As a creative writer, nearly every day I make use of creative writing exercises in order to keep my inspiration and creativity alive and well. I’ve found that many of these creative writing exercises are incredibly helpful when I deal with creative block, and I’ve also found that the results of many of these exercises somehow find their way into longer stories or other projects that I’m working on. I don’t do a lot of exercises, but I make sure to do one at least once a day before my real writing session begins.
I had this idea that creative writing exercises could translate into useful creative exercises for visual artists, especially photographers. I strongly believe that inspiration moves easily across genres of art, so I thought it would be fun to think up and share with you some creative exercises that you photographers could try out on your own. Having no experience as a photographer, I’m curious to see whether or not these would be actually useful to you? Please feel free to share your opinions in the comments!
I’ve derived these exercises from my favorite creative writing exercises, all of which can be found in the last section of John Gardner’s craft book, The Art of Fiction. If you’re interested in seeing the source material, check it out; he has some interesting ideas about creating art.

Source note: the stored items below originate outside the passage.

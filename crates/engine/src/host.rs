//! The editor's side of the runtime: commands, status buttons, views and focus changes.

use std::path::PathBuf;
use std::sync::Arc;

use async_trait::async_trait;
use serde::Serialize;
use serde_json::Value;

use crate::error::Result;

/// The file focused in the editor.
#[derive(Debug, Clone, PartialEq, Eq, Serialize)]
pub struct ActiveEditor {
    pub path: PathBuf,
    pub language: String,
}

#[derive(Debug, Clone, Copy, PartialEq, Eq, Hash)]
pub struct ButtonId(pub u64);

#[derive(Debug, Clone, Copy, PartialEq, Eq, Hash)]
pub struct ViewId(pub u64);

#[derive(Debug, Clone, Copy, PartialEq, Eq, Hash)]
pub struct SubscriptionId(pub u64);

/// A status bar button bound to a command.
#[derive(Debug, Clone, PartialEq, Eq)]
pub struct ButtonRequest {
    pub text: String,
    pub tooltip: String,
    pub color: Option<String>,
    pub command: String,
}

/// A view to open for an app.
#[derive(Debug, Clone, PartialEq, Eq)]
pub struct ViewRequest {
    /// Key of the app the view belongs to.
    pub app: String,
    pub title: String,
    pub html: String,
    /// Render `html` as a component template rather than a plain document.
    pub component_mode: bool,
}

pub type EditorListener = Arc<dyn Fn(Option<ActiveEditor>) + Send + Sync>;

/// Everything the runtime needs from the editor it is embedded in.
///
/// Registration calls are synchronous; code evaluation and views may suspend.
#[async_trait]
pub trait EditorHost: Send + Sync {
    /// Registers `id` as a command. Fails with `RegistrationConflict` if it is taken.
    fn register_command(&self, id: &str) -> Result<()>;

    fn unregister_command(&self, id: &str);

    fn create_button(&self, request: ButtonRequest) -> Result<ButtonId>;

    fn set_button_visible(&self, button: ButtonId, visible: bool);

    fn dispose_button(&self, button: ButtonId);

    fn active_editor(&self) -> Option<ActiveEditor>;

    /// Calls `listener` whenever the active editor changes.
    fn subscribe_active_editor_changed(&self, listener: EditorListener) -> SubscriptionId;

    fn unsubscribe(&self, subscription: SubscriptionId);

    /// Operating system name in `std::env::consts::OS` form.
    fn platform(&self) -> String {
        std::env::consts::OS.to_string()
    }

    /// Evaluates an entry's filter condition.
    fn evaluate_filter(&self, code: &str) -> bool;

    /// Runs hook code (`onCreated`, `onDestroyed`, `onEditorChanged`) with `context`.
    async fn execute_code(&self, code: &str, context: &Value) -> Result<Value>;

    async fn open_view(&self, request: ViewRequest) -> Result<ViewId>;

    fn close_view(&self, view: ViewId);
}
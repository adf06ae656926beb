//! `${name}` placeholder substitution.
//!
//! Display strings of entries (names, descriptions, button texts) may reference named
//! values. They are resolved on every read, so a value that changes over time shows up
//! without rebinding anything.

use std::sync::Arc;

use chrono::Local;
use once_cell::sync::Lazy;
use regex::{Captures, Regex};

static PLACEHOLDER: Lazy<Regex> =
    Lazy::new(|| Regex::new(r"\$\{\s*([^}]+?)\s*\}").expect("placeholder pattern is valid"));

/// A named value that placeholders can refer to.
pub trait ValueProvider: Send + Sync {
    fn name(&self) -> &str;

    /// Current value. `None` leaves the placeholder untouched.
    fn value(&self) -> Option<String>;
}

/// A fixed value.
pub struct StaticValue {
    name: String,
    value: String,
}

impl StaticValue {
    pub fn new(name: impl Into<String>, value: impl Into<String>) -> Self {
        Self {
            name: name.into(),
            value: value.into(),
        }
    }
}

impl ValueProvider for StaticValue {
    fn name(&self) -> &str {
        &self.name
    }

    fn value(&self) -> Option<String> {
        Some(self.value.clone())
    }
}

/// Reads an environment variable on every access.
pub struct EnvValue {
    name: String,
    variable: String,
}

impl EnvValue {
    pub fn new(name: impl Into<String>, variable: impl Into<String>) -> Self {
        Self {
            name: name.into(),
            variable: variable.into(),
        }
    }
}

impl ValueProvider for EnvValue {
    fn name(&self) -> &str {
        &self.name
    }

    fn value(&self) -> Option<String> {
        std::env::var(&self.variable).ok()
    }
}

/// The local time, formatted with a `chrono` format string.
pub struct ClockValue {
    name: String,
    format: String,
}

impl ClockValue {
    pub fn new(name: impl Into<String>, format: impl Into<String>) -> Self {
        Self {
            name: name.into(),
            format: format.into(),
        }
    }
}

impl ValueProvider for ClockValue {
    fn name(&self) -> &str {
        &self.name
    }

    fn value(&self) -> Option<String> {
        Some(Local::now().format(&self.format).to_string())
    }
}

/// An ordered set of value providers. The first provider with a matching name wins.
#[derive(Clone, Default)]
pub struct ValueContext {
    providers: Vec<Arc<dyn ValueProvider>>,
}

impl ValueContext {
    pub fn new() -> Self {
        Self::default()
    }

    pub fn with(mut self, provider: impl ValueProvider + 'static) -> Self {
        self.push(Arc::new(provider));
        self
    }

    pub fn push(&mut self, provider: Arc<dyn ValueProvider>) {
        self.providers.push(provider);
    }

    /// Every environment variable as `env:<NAME>`.
    pub fn with_environment(mut self) -> Self {
        for (variable, _) in std::env::vars() {
            let name = format!("env:{variable}");
            self.push(Arc::new(EnvValue::new(name, variable)));
        }
        self
    }

    pub fn lookup(&self, name: &str) -> Option<String> {
        self.providers
            .iter()
            .find(|p| p.name() == name)
            .and_then(|p| p.value())
    }

    /// Replaces every known `${name}` in `template`.
    pub fn resolve(&self, template: &str) -> String {
        if !template.contains("${") {
            return template.to_string();
        }

        PLACEHOLDER
            .replace_all(template, |caps: &Captures| {
                self.lookup(&caps[1]).unwrap_or_else(|| caps[0].to_string())
            })
            .into_owned()
    }
}

#[cfg(test)]
mod tests {
    use super::*;
    use std::sync::atomic::{AtomicUsize, Ordering};

    struct Counter(AtomicUsize);

    impl ValueProvider for Counter {
        fn name(&self) -> &str {
            "counter"
        }

        fn value(&self) -> Option<String> {
            Some(self.0.fetch_add(1, Ordering::SeqCst).to_string())
        }
    }

    #[test]
    fn resolves_known_and_keeps_unknown() {
        let values = ValueContext::new()
            .with(StaticValue::new("user", "ada"))
            .with(StaticValue::new("user", "shadowed"));

        assert_eq!(
            values.resolve("Hi ${user}, ${ user } and ${missing}"),
            "Hi ada, ada and ${missing}"
        );
        assert_eq!(values.resolve("plain"), "plain");
    }

    #[test]
    fn values_are_recomputed_on_every_resolve() {
        let values = ValueContext::new().with(Counter(AtomicUsize::new(0)));

        assert_eq!(values.resolve("#${counter}"), "#0");
        assert_eq!(values.resolve("#${counter}"), "#1");
    }

    #[test]
    fn env_and_clock_values() {
        let values = ValueContext::new()
            .with(EnvValue::new("env:WORKBENCH_TEST_UNSET", "WORKBENCH_TEST_UNSET_VARIABLE"))
            .with(ClockValue::new("year", "%Y"));

        assert_eq!(
            values.resolve("${env:WORKBENCH_TEST_UNSET}"),
            "${env:WORKBENCH_TEST_UNSET}"
        );
        assert_eq!(values.resolve("${year}"), Local::now().format("%Y").to_string());
    }
}
use std::path::{Path, PathBuf};
use std::sync::Arc;

use eyre::Result;
use serde_json::Value;
use tracing::{info, warn};
use workbench_engine::{
    ClockValue, EntryKind, HeadlessHost, ProcessModuleLoader, Runtime, StaticValue,
    ValueContext,
};
use workbench_types::EntriesDocument;

use crate::config::Config;

/// Parses a command-line argument as JSON, falling back to the raw string.
pub fn parse_argument(raw: &str) -> Value {
    serde_json::from_str(raw).unwrap_or_else(|_| Value::String(raw.to_string()))
}

async fn load_entries(path: &Path) -> Result<EntriesDocument> {
    if !path.exists() {
        return Err(eyre::eyre!(
            "Entries file not found: {} (set it with `workbench config set entries.path <file>`)",
            path.display()
        ));
    }

    let content = tokio::fs::read_to_string(path).await?;
    let document: EntriesDocument = serde_json::from_str(&content)
        .map_err(|e| eyre::eyre!("Invalid entries file {}: {}", path.display(), e))?;
    Ok(document)
}

fn default_values() -> ValueContext {
    let workspace = std::env::current_dir()
        .map(|dir| dir.to_string_lossy().to_string())
        .unwrap_or_default();

    ValueContext::new()
        .with(StaticValue::new("workspaceFolder", workspace))
        .with(ClockValue::new("date", "%Y-%m-%d"))
        .with(ClockValue::new("time", "%H:%M:%S"))
        .with_environment()
}

/// Loads the configured entries into a fresh headless runtime.
async fn start_runtime(config: &Config) -> Result<(Runtime, Arc<HeadlessHost>)> {
    let entries_path = PathBuf::from(&config.entries.path);
    let document = load_entries(&entries_path).await?;
    let script_root = entries_path
        .parent()
        .map(Path::to_path_buf)
        .unwrap_or_default();

    let host = Arc::new(HeadlessHost::new());
    let runtime = Runtime::new(
        host.clone(),
        Arc::new(ProcessModuleLoader::new()),
        script_root,
    );
    runtime.set_values(default_values());

    let report = runtime.reload(&document).await;
    info!(
        bound = report.bound.len(),
        skipped = report.skipped.len(),
        failed = report.failed.len(),
        "Entries loaded"
    );
    for key in &report.failed {
        warn!(entry = %key, "Entry failed to load");
    }

    Ok((runtime, host))
}

pub async fn handle_run(config: &Config, id: String, args: Vec<String>) -> Result<()> {
    let (runtime, _host) = start_runtime(config).await?;

    // The first argument is the host's own context, which a terminal does not have.
    let mut arguments = vec![Value::Null];
    arguments.extend(args.iter().map(|a| parse_argument(a)));

    let outcome = runtime.manager().execute(&id, arguments).await;
    runtime.dispose().await;

    match outcome {
        Ok(Value::Null) => Ok(()),
        Ok(value) => {
            println!("{}", serde_json::to_string_pretty(&value)?);
            Ok(())
        }
        Err(e) => {
            println!("❌ Command '{}' failed: {}", id, e);
            Err(e.into())
        }
    }
}

pub async fn handle_open(config: &Config, app: String) -> Result<()> {
    let (runtime, host) = start_runtime(config).await?;
    let manager = runtime.manager().clone();

    let key = manager
        .app_keys()
        .into_iter()
        .find(|key| {
            *key == app || manager.name(EntryKind::App, key).as_deref() == Some(app.as_str())
        });
    let Some(key) = key else {
        runtime.dispose().await;
        println!("❌ No app named '{}'", app);
        return Err(eyre::eyre!("Unknown app '{}'", app));
    };

    let opened = manager.open_app(&key).await;
    let view = host
        .views()
        .into_iter()
        .map(|(_, view)| view)
        .find(|view| view.app == key);
    runtime.dispose().await;

    match (opened, view) {
        (Ok(_), Some(view)) => {
            println!("{}", view.html);
            Ok(())
        }
        (Ok(_), None) => Err(eyre::eyre!("App '{}' did not open a view", app)),
        (Err(e), _) => {
            println!("❌ Opening '{}' failed: {}", app, e);
            Err(e.into())
        }
    }
}
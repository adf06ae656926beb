#[derive(clap::Parser, Debug)]
#[clap(name = "workbench", version, about = "Run workbench commands and manage apps")]
pub struct Cli {
    #[clap(subcommand)]
    pub command: Commands,
}

#[derive(clap::Subcommand, Debug)]
pub enum Commands {
    /// Inspect app catalogs
    Catalog {
        #[clap(subcommand)]
        command: CatalogCommands,
    },
    /// Manage installed apps
    Apps {
        #[clap(subcommand)]
        command: AppsCommands,
    },
    /// Run a declared command
    Run {
        /// Command id from the entries file
        id: String,
        /// Arguments passed to the command. Each is parsed as JSON, or taken as a string.
        args: Vec<String>,
    },
    /// Open a declared app and print its view
    Open {
        /// App script path or display name
        app: String,
    },
    /// Manage configuration
    Config {
        #[clap(subcommand)]
        command: ConfigCommands,
    },
}

#[derive(clap::Subcommand, Debug)]
pub enum CatalogCommands {
    /// Fetch a catalog and print its apps
    Show {
        /// Do not follow the catalog's imports
        #[clap(long)]
        no_imports: bool,
        /// Catalog URL (defaults to the configured store)
        url: Option<String>,
    },
}

#[derive(clap::Subcommand, Debug)]
pub enum AppsCommands {
    /// List installed and available apps
    List,
    /// Report apps added to the catalog since the last check
    CheckNew,
    /// Install an app package from a URL or a local archive
    Install {
        /// Package URL or path to a .tar.gz file
        source: String,
    },
    /// Remove an installed app
    Uninstall {
        /// Directory name of the installed app
        name: String,
    },
}

#[derive(clap::Subcommand, Debug)]
pub enum ConfigCommands {
    /// Set a configuration value
    Set {
        /// Configuration key (e.g., store.url, apps.dir)
        key: String,
        /// Configuration value
        value: String,
    },
    /// Get a configuration value
    Get {
        /// Configuration key
        key: String,
    },
    /// Show all configuration
    Show,
}
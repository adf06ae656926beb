//! Detecting apps that appeared in the catalog since the last check.
//!
//! The watcher keeps a snapshot of the app names it has seen. The first observation of a
//! catalog (or of a different catalog URL) only records a baseline. After that, once the
//! snapshot is at least `interval` whole days old, the catalog is reloaded and names missing
//! from the snapshot are reported as new.
//!
//! The read-decide-write cycle is not guarded against concurrent callers: two overlapping
//! checks may both report the same new app, or one may overwrite the other's snapshot.

use std::collections::BTreeSet;
use std::sync::Arc;

use chrono::{DateTime, Duration, TimeZone, Utc};
use tracing::{debug, info, warn};
use workbench_types::{KnownAppSnapshot, normalize_name};

use crate::catalog::CatalogLoader;
use crate::error::Result;
use crate::snapshot::SnapshotStore;

/// Default minimum age of a snapshot before the catalog is checked again.
pub const DEFAULT_CHECK_INTERVAL_DAYS: i64 = 3;

pub struct NewAppWatcher {
    loader: Arc<CatalogLoader>,
    snapshots: Arc<dyn SnapshotStore>,
    store_url: String,
    interval: Duration,
}

impl NewAppWatcher {
    pub fn new(
        loader: Arc<CatalogLoader>,
        snapshots: Arc<dyn SnapshotStore>,
        store_url: impl Into<String>,
    ) -> Self {
        Self {
            loader,
            snapshots,
            store_url: store_url.into(),
            interval: Duration::days(DEFAULT_CHECK_INTERVAL_DAYS),
        }
    }

    pub fn with_interval_days(mut self, days: i64) -> Self {
        self.interval = Duration::days(days.max(0));
        self
    }

    pub fn store_url(&self) -> &str {
        &self.store_url
    }

    /// Returns the names of apps that are new since the last check.
    pub async fn check_for_new_apps(&self) -> Result<Vec<String>> {
        self.check_at(Utc::now()).await
    }

    /// Like [`check_for_new_apps`](Self::check_for_new_apps), but failures are logged and
    /// reported as "nothing new".
    pub async fn check_quietly(&self) -> Vec<String> {
        match self.check_for_new_apps().await {
            Ok(apps) => apps,
            Err(e) => {
                warn!(store = %self.store_url, error = %e, "Checking for new apps failed");
                Vec::new()
            }
        }
    }

    /// Runs a check as if the current time were `now`.
    pub async fn check_at(&self, now: DateTime<Utc>) -> Result<Vec<String>> {
        let today = start_of_day(now);

        let known = match self.snapshots.load().await? {
            Some(known) if known.store == self.store_url => known,
            Some(known) => {
                info!(old = %known.store, new = %self.store_url, "Catalog changed, recording baseline");
                self.record_baseline(today).await?;
                return Ok(Vec::new());
            }
            None => {
                info!(store = %self.store_url, "No snapshot yet, recording baseline");
                self.record_baseline(today).await?;
                return Ok(Vec::new());
            }
        };

        let age = today.signed_duration_since(known.last_check);
        if age.num_days() < self.interval.num_days() {
            debug!(days = age.num_days(), "Snapshot is fresh, skipping check");
            return Ok(Vec::new());
        }

        let current = self.current_names().await?;
        let new_apps: Vec<String> = current
            .iter()
            .filter(|name| !known.apps.contains(name))
            .cloned()
            .collect();

        self.snapshots
            .save(&KnownAppSnapshot {
                apps: current,
                last_check: today,
                store: self.store_url.clone(),
            })
            .await?;

        if !new_apps.is_empty() {
            info!(count = new_apps.len(), "Found new apps");
        }
        Ok(new_apps)
    }

    async fn record_baseline(&self, today: DateTime<Utc>) -> Result<()> {
        let apps = self.current_names().await?;
        self.snapshots
            .save(&KnownAppSnapshot {
                apps,
                last_check: today,
                store: self.store_url.clone(),
            })
            .await
    }

    /// Distinct, sorted, normalized, non-empty app names of the catalog and its imports.
    async fn current_names(&self) -> Result<Vec<String>> {
        let catalog = self.loader.load(&self.store_url, true).await?;
        let names: BTreeSet<String> = catalog
            .apps
            .iter()
            .map(|a| normalize_name(&a.name))
            .filter(|n| !n.is_empty())
            .collect();
        Ok(names.into_iter().collect())
    }
}

fn start_of_day(now: DateTime<Utc>) -> DateTime<Utc> {
    let midnight = now.date_naive().and_time(chrono::NaiveTime::MIN);
    Utc.from_utc_datetime(&midnight)
}

#[cfg(test)]
mod tests {
    use super::*;
    use crate::http::StaticFetcher;
    use crate::snapshot::MemorySnapshotStore;
    use serde_json::json;

    const STORE: &str = "https://store.example.com/apps.json";

    fn catalog(names: &[&str]) -> serde_json::Value {
        let apps: Vec<_> = names
            .iter()
            .map(|n| json!({ "name": n, "source": format!("https://x/{n}.tgz") }))
            .collect();
        json!({ "apps": apps })
    }

    fn now() -> DateTime<Utc> {
        Utc.with_ymd_and_hms(2024, 6, 10, 15, 30, 0).unwrap()
    }

    fn watcher(
        fetcher: Arc<StaticFetcher>,
        snapshots: Arc<MemorySnapshotStore>,
    ) -> NewAppWatcher {
        NewAppWatcher::new(Arc::new(CatalogLoader::new(fetcher)), snapshots, STORE)
    }

    #[test]
    fn start_of_day_truncates_time() {
        assert_eq!(
            start_of_day(now()),
            Utc.with_ymd_and_hms(2024, 6, 10, 0, 0, 0).unwrap()
        );
    }

    #[tokio::test]
    async fn first_check_records_baseline_only() {
        let fetcher = Arc::new(StaticFetcher::new().with_json(STORE, catalog(&["Beta", "alpha", "beta", ""])));
        let snapshots = Arc::new(MemorySnapshotStore::new());

        let new_apps = watcher(fetcher, snapshots.clone()).check_at(now()).await.unwrap();

        assert!(new_apps.is_empty());
        let saved = snapshots.current().unwrap();
        assert_eq!(saved.apps, vec!["alpha", "beta"]);
        assert_eq!(saved.store, STORE);
        assert_eq!(saved.last_check, start_of_day(now()));
    }

    #[tokio::test]
    async fn different_store_resets_baseline() {
        let fetcher = Arc::new(StaticFetcher::new().with_json(STORE, catalog(&["a", "b"])));
        let snapshots = Arc::new(MemorySnapshotStore::with_snapshot(KnownAppSnapshot {
            apps: vec!["a".into()],
            last_check: now() - Duration::days(30),
            store: "https://other.example.com".into(),
        }));

        let new_apps = watcher(fetcher, snapshots.clone()).check_at(now()).await.unwrap();

        assert!(new_apps.is_empty());
        let saved = snapshots.current().unwrap();
        assert_eq!(saved.store, STORE);
        assert_eq!(saved.apps, vec!["a", "b"]);
    }

    #[tokio::test]
    async fn stale_snapshot_reports_new_names() {
        let fetcher = Arc::new(StaticFetcher::new().with_json(STORE, catalog(&["a", "b", "NEW"])));
        let snapshots = Arc::new(MemorySnapshotStore::with_snapshot(KnownAppSnapshot {
            apps: vec!["a".into(), "b".into()],
            last_check: start_of_day(now()) - Duration::days(4),
            store: STORE.into(),
        }));

        let new_apps = watcher(fetcher, snapshots.clone()).check_at(now()).await.unwrap();

        assert_eq!(new_apps, vec!["new"]);
        let saved = snapshots.current().unwrap();
        assert_eq!(saved.apps, vec!["a", "b", "new"]);
        assert_eq!(saved.last_check, start_of_day(now()));
    }

    #[tokio::test]
    async fn fresh_snapshot_is_left_alone_without_network() {
        let fetcher = Arc::new(StaticFetcher::new().with_json(STORE, catalog(&["a", "b", "c"])));
        let original = KnownAppSnapshot {
            apps: vec!["a".into()],
            last_check: start_of_day(now()) - Duration::days(1),
            store: STORE.into(),
        };
        let snapshots = Arc::new(MemorySnapshotStore::with_snapshot(original.clone()));

        let new_apps = watcher(fetcher.clone(), snapshots.clone())
            .check_at(now())
            .await
            .unwrap();

        assert!(new_apps.is_empty());
        assert_eq!(snapshots.current(), Some(original));
        assert_eq!(snapshots.save_count(), 0);
        assert!(fetcher.requested_urls().is_empty());
    }

    #[tokio::test]
    async fn exactly_three_days_triggers_check() {
        let fetcher = Arc::new(StaticFetcher::new().with_json(STORE, catalog(&["a", "b"])));
        let snapshots = Arc::new(MemorySnapshotStore::with_snapshot(KnownAppSnapshot {
            apps: vec!["a".into()],
            last_check: start_of_day(now()) - Duration::days(3),
            store: STORE.into(),
        }));

        let new_apps = watcher(fetcher, snapshots).check_at(now()).await.unwrap();
        assert_eq!(new_apps, vec!["b"]);
    }

    #[tokio::test]
    async fn quiet_check_swallows_network_failure() {
        let fetcher = Arc::new(StaticFetcher::new().with_status(STORE, 500, "Internal Server Error"));
        let snapshots = Arc::new(MemorySnapshotStore::new());

        let new_apps = watcher(fetcher, snapshots.clone()).check_quietly().await;

        assert!(new_apps.is_empty());
        assert_eq!(snapshots.current(), None);
    }
}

Without further ado, here are five creative exercises for photographers as based on John Gardner’s writing exercises. With a little work, these can be adapted to any creative field as well.
The Simple Action Exercise
Derived from Gardner’s prompt to describe a simple action, such as sharpening a pencil or shooting a rat, in at least 400 words, this exercise asks that you also complicate your own attempts to capture a simple action. Take a portfolio of shots of a simple action, such as a person stepping from the curb into the street. Your goal in creating this portfolio is to discover as many ways as possible of photographing the same simple action in completely different ways.
The Anything But Exercise
Create a small portfolio of photographs that describe and intensify two characters, as well as the relationship between them. You may photograph anything but people; feel free to photograph other objects, such as landscapes, weather, clothing, and so on. Here you should focus on establishing contexts and using details in order to give meaning to a photograph’s ‘bigger picture,’ so to speak.
The Untold Secrets Exercise
Create a series of photographs that depict two characters, one of whom has a secret. Don’t reveal the secret, but make the viewer intuit it. Only you and the character know this secret. Use various photographic techniques to hint as to the nature of the secret. You can be as simple or complicated as you wish in photographing clues; the idea here is to work on creating subtle tones in your photographs.
The Non-Human Exercise
Create a series of photographs that depict a landscape, scene, or some other subject as seen through the point of view of a non-human entity. The original Gardner exercise requires that the writer describe a landscape through the eyes of a bird; however, you don’t need to do that. The goal of this exercise is to encourage you to seek out shots that do not originate from a human position.
The Old Man and The Barn Exercise
Finally, this exercise asks that you use your camera to depict the world from a specific person’s perspective. In this exercise, Gardner asked that a writer describe a barn as seen by an old man who has just been killed in a war without mentioning the son, the war, death, or the old man. This may sound a bit silly, but the goal of the exercise is to have the camera be a tool to project emotion onto a landscape or object. How might you show a viewer what that barn looks like? Obviously, you can substitute any building here, but the goal is to create an image of a structure or shelter that gives its viewers a sense of that emotion and loss. If you can find emotion in an inanimate object, then you’re well on your way to being a great photographer, writer, artist.